Reputation: 409
I am using C# and I have two list<AACoordinate>
where each element in these lists represents a 3D point in space by x,y and z.
class AACoordinate
{
public int ResiNumber { get; set; }
public double x { get; set; }
public double y { get; set; }
public double z { get; set; }
}
Each list can contain 2000 or more points and my aim is to compare each point of list1 to all the points of list2 and if the distance is smaller than a specific number I keep a record of it. at the moment I am using foreach to compare each element of list1 to all of list2. This is quite slow because of the number of points. Do you have any suggestion to make it fast?
my loop is:
foreach (var resiSet in Program.atomList1)
{
foreach (var res in Program.atomList2)
{
var dis = EuclideanDistance(resiSet, res);
if (dis < 5)
temp1.Add(resiSet.ResiNumber);
}
}
Thanks in advance for your help.
Upvotes: 7
Views: 1824
Reputation: 9080
Maybe is a little complicated to implement, but I don't have any other ideas than this:
To lower down the computational complexity probably you have to use some data structure like KD-Tree or QuadTree.
You can use a KD-Tree to do nearest neighbor search, and this is what you need.
1) You build your kd-tree for the first list in O(n log n). This must be done in a single thread.

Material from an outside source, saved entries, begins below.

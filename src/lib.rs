//! Client-side resilience for admin web apps: tiered interception caches, a
//! durable offline mutation queue, a server-held cache epoch, and per-endpoint
//! circuit breakers with burst protection.

pub mod cache;
pub mod coherency;
pub mod config;
pub mod db;
pub mod guard;
pub mod http;
pub mod network;
pub mod queue;
pub mod stack;
pub mod worker;

#[cfg(test)]
mod testing;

2) For each item in your second list, you do a lookup in the kd-tree for the nearest neighbor (the nearest point to the point you are looking for), in O(m log n). If the distance from current point to the nearest found point is less than your delta, you have it. If you want you can do this step using multiple threads.
So at the end the complexity of the algorithm will be O(max(n, m) * log n) where n is the number of items in the first list, m is the number of items in the second list.
For KD-Trees, see:
See http://home.wlu.edu/~levys/software/kd/ this seems a good implementation, in java and C#.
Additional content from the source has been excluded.